Investing in QQQ allows me to own a piece of the future without the headache of picking individual stocks. It is the ultimate “set it and forget it” tool for the modern investor.
Summary and FAQ
In summary, my purchase of QQQ at $583.44 is a bet on the continued dominance of large-cap innovators. With a diversified base in tech, healthcare, and retail, this ETF remains a premier choice for growth-oriented investors.
Frequently Asked Questions
1. Is QQQ a good long term investment? Historically, yes. QQQ has provided high double-digit returns over 5 and 10-year periods, though it does carry more volatility than a total market fund like VTI or VOO.
2. What are the fees for QQQ? The expense ratio for QQQ is 0.20%, meaning you pay $2 per year for every $1,000 invested.

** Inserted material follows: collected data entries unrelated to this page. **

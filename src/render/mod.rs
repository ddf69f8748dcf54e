mod ascii;
mod halfblock;
mod kitty;

pub use ascii::AsciiRenderer;
pub use halfblock::HalfBlockRenderer;
pub use kitty::KittyRenderer;

use crate::config::Rgb;
use std::io::Write;

/// One presentable frame: a straight-alpha RGBA surface plus terminal chrome.
pub struct Frame<'a> {
    pub term_cols: u16,
    pub term_rows: u16,
    pub visual_rows: u16,
    pub pixel_width: usize,
    pub pixel_height: usize,
    /// May be shorter than `w*h*4` (for example before activation); missing
    /// pixels are treated as fully transparent.
    pub pixels_rgba: &'a [u8],
    /// Shown wherever the surface is not fully opaque.
    pub backdrop: Rgb,
    pub hud: &'a str,
    pub hud_rows: u16,
    pub overlay: Option<&'a str>,
    pub sync_updates: bool,
}

impl Frame<'_> {
    fn has_pixels(&self) -> bool {
        self.pixel_width > 0
            && self.pixel_height > 0
            && self.pixels_rgba.len() >= self.pixel_width * self.pixel_height * 4
    }

    /// Nearest surface sample for cell-grid position `(gx, gy)` of a
    /// `grid_w`×`grid_h` grid, flattened over the backdrop.
    pub fn sample_flat(&self, gx: usize, gy: usize, grid_w: usize, grid_h: usize) -> (u8, u8, u8) {
        if !self.has_pixels() || grid_w == 0 || grid_h == 0 {
            return (self.backdrop.0, self.backdrop.1, self.backdrop.2);
        }
        let sx = ((gx * 2 + 1) * self.pixel_width / (grid_w * 2)).min(self.pixel_width - 1);
        let sy = ((gy * 2 + 1) * self.pixel_height / (grid_h * 2)).min(self.pixel_height - 1);
        let i = (sy * self.pixel_width + sx) * 4;
        let p = &self.pixels_rgba[i..i + 4];
        blend_over([p[0], p[1], p[2], p[3]], self.backdrop)
    }
}

pub trait Renderer {
    fn name(&self) -> &'static str;
    /// Terminal pixels per cell, as (x, y).
    fn pixels_per_cell(&self) -> (usize, usize);
    fn render(&mut self, frame: &Frame<'_>, out: &mut dyn Write) -> anyhow::Result<()>;
}

/// Source-over of a straight-alpha pixel onto an opaque backdrop.
#[inline]
pub fn blend_over(px: [u8; 4], bg: Rgb) -> (u8, u8, u8) {
    let a = px[3] as u32;
    let ia = 255 - a;
    let mix = |s: u8, d: u8| ((s as u32 * a + d as u32 * ia + 127) / 255) as u8;
    (mix(px[0], bg.0), mix(px[1], bg.1), mix(px[2], bg.2))
}

#[inline]
pub fn luma_u8(r: u8, g: u8, b: u8) -> u8 {
    ((r as u32 * 54 + g as u32 * 183 + b as u32 * 19) >> 8) as u8
}

pub fn write_fg_rgb(out: &mut dyn Write, r: u8, g: u8, b: u8) -> std::io::Result<()> {
    write!(out, "\x1b[38;2;{};{};{}m", r, g, b)
}

pub fn write_bg_rgb(out: &mut dyn Write, r: u8, g: u8, b: u8) -> std::io::Result<()> {
    write!(out, "\x1b[48;2;{};{};{}m", r, g, b)
}

/// Shared prologue for the cell renderers. Returns `(cols, visual_rows)`, or
/// `None` when there is nothing to draw.
pub(crate) fn text_frame_begin(
    frame: &Frame<'_>,
    out: &mut dyn Write,
) -> anyhow::Result<Option<(usize, usize)>> {
    let cols = frame.term_cols as usize;
    let visual_rows = frame.visual_rows as usize;
    if cols == 0 || visual_rows == 0 {
        return Ok(None);
    }

    if frame.sync_updates {
        out.write_all(b"\x1b[?2026h")?;
    }
    out.write_all(b"\x1b[H\x1b[0m")?;
    // Autowrap off while painting full-width rows; the last column would otherwise wrap.
    out.write_all(b"\x1b[?7l")?;
    Ok(Some((cols, visual_rows)))
}

pub(crate) fn text_frame_end(
    frame: &Frame<'_>,
    cols: usize,
    visual_rows: usize,
    out: &mut dyn Write,
) -> anyhow::Result<()> {
    let mut hud_lines = frame.hud.lines();
    for i in 0..(frame.hud_rows as usize) {
        write_hud_line(out, visual_rows + i + 1, cols, hud_lines.next())?;
    }

    if let Some(text) = frame.overlay {
        draw_overlay_popup(out, frame.term_cols, frame.term_rows, text)?;
    }

    out.write_all(b"\x1b[?7h")?;
    if frame.sync_updates {
        out.write_all(b"\x1b[?2026l")?;
    }
    out.flush()?;
    Ok(())
}

pub fn write_hud_line(
    out: &mut dyn Write,
    row: usize,
    cols: usize,
    line: Option<&str>,
) -> anyhow::Result<()> {
    write!(out, "\x1b[{};1H\x1b[0m\x1b[2K", row)?;
    if let Some(line) = line {
        let clipped: String = line.chars().take(cols).collect();
        out.write_all(clipped.as_bytes())?;
    }
    Ok(())
}

pub fn draw_overlay_popup(
    out: &mut dyn Write,
    term_cols: u16,
    term_rows: u16,
    text: &str,
) -> anyhow::Result<()> {
    if text.trim().is_empty() {
        return Ok(());
    }

    let cols = term_cols as usize;
    let rows = term_rows as usize;
    if cols < 8 || rows < 4 {
        return Ok(());
    }

    let max_inner_w = cols.saturating_sub(6).max(1);
    let mut lines: Vec<String> = Vec::new();
    for raw in text.lines() {
        if raw.is_empty() {
            lines.push(String::new());
            continue;
        }
        let chars: Vec<char> = raw.chars().collect();
        for chunk in chars.chunks(max_inner_w) {
            lines.push(chunk.iter().collect());
        }
    }
    if lines.is_empty() {
        return Ok(());
    }

    let widest = lines.iter().map(|l| l.chars().count()).max().unwrap_or(0);
    let inner_w = widest.clamp(1, max_inner_w);
    let box_w = (inner_w + 4).min(cols.saturating_sub(2)).max(4);
    let inner_w = box_w.saturating_sub(4);
    let body_h = lines.len().min(rows.saturating_sub(3).max(1));
    let box_h = (body_h + 2).min(rows.saturating_sub(1)).max(3);

    let start_col = (cols.saturating_sub(box_w)) / 2 + 1;
    let start_row = (rows.saturating_sub(box_h)) / 2 + 1;

    let horiz = "-".repeat(box_w.saturating_sub(2));
    let blank = " ".repeat(inner_w);
    // Unlike a help screen, the popup leaves the field visible around it.
    out.write_all(b"\x1b[0m\x1b[38;2;246;236;255m\x1b[48;2;18;8;28m")?;
    write!(out, "\x1b[{};{}H+{}+", start_row, start_col, horiz)?;

    for (i, line) in lines.iter().take(body_h).enumerate() {
        let row = start_row + 1 + i;
        write!(out, "\x1b[{};{}H| {} |", row, start_col, blank)?;
        if i == 0 {
            write!(
                out,
                "\x1b[{};{}H\x1b[1m\x1b[38;2;255;176;96m{}\x1b[22m\x1b[38;2;246;236;255m",
                row,
                start_col + 2,
                line
            )?;
        } else {
            write!(out, "\x1b[{};{}H{}", row, start_col + 2, line)?;
        }
    }

    write!(out, "\x1b[{};{}H+{}+", start_row + box_h - 1, start_col, horiz)?;
    out.write_all(b"\x1b[0m")?;
    Ok(())
}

This is very competitive for an actively managed index.
3. Does QQQ pay dividends? Yes, QQQ pays a small quarterly dividend, though its primary focus is capital appreciation rather than income.
4. What is the difference between QQQ and QQQM? QQQM (Invesco Nasdaq 100 ETF) tracks the same index but has a lower expense ratio (0.15%), making it slightly better for long-term buy-and-hold investors.